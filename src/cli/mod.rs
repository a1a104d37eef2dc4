//! CLI module for the eksdeploy tool.
//!
//! This module provides the command-line interface for validating,
//! planning and provisioning clusters.

mod commands;
mod output;

pub use commands::{Cli, Commands, OutputFormat};
pub use output::OutputFormatter;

◆ **Activity**
Copy the lines above exactly, leaving every word as it is.

◆ **Task answer**
filename src/cli/mod.rs
repository a1a104d37eef2dc4
//! CLI module for the eksdeploy tool.
//!
//! This module provides the command-line interface for validating,
//! planning and provisioning clusters.

mod commands;
mod output;

pub use commands::{Cli, Commands, OutputFormat};
pub use output::OutputFormatter;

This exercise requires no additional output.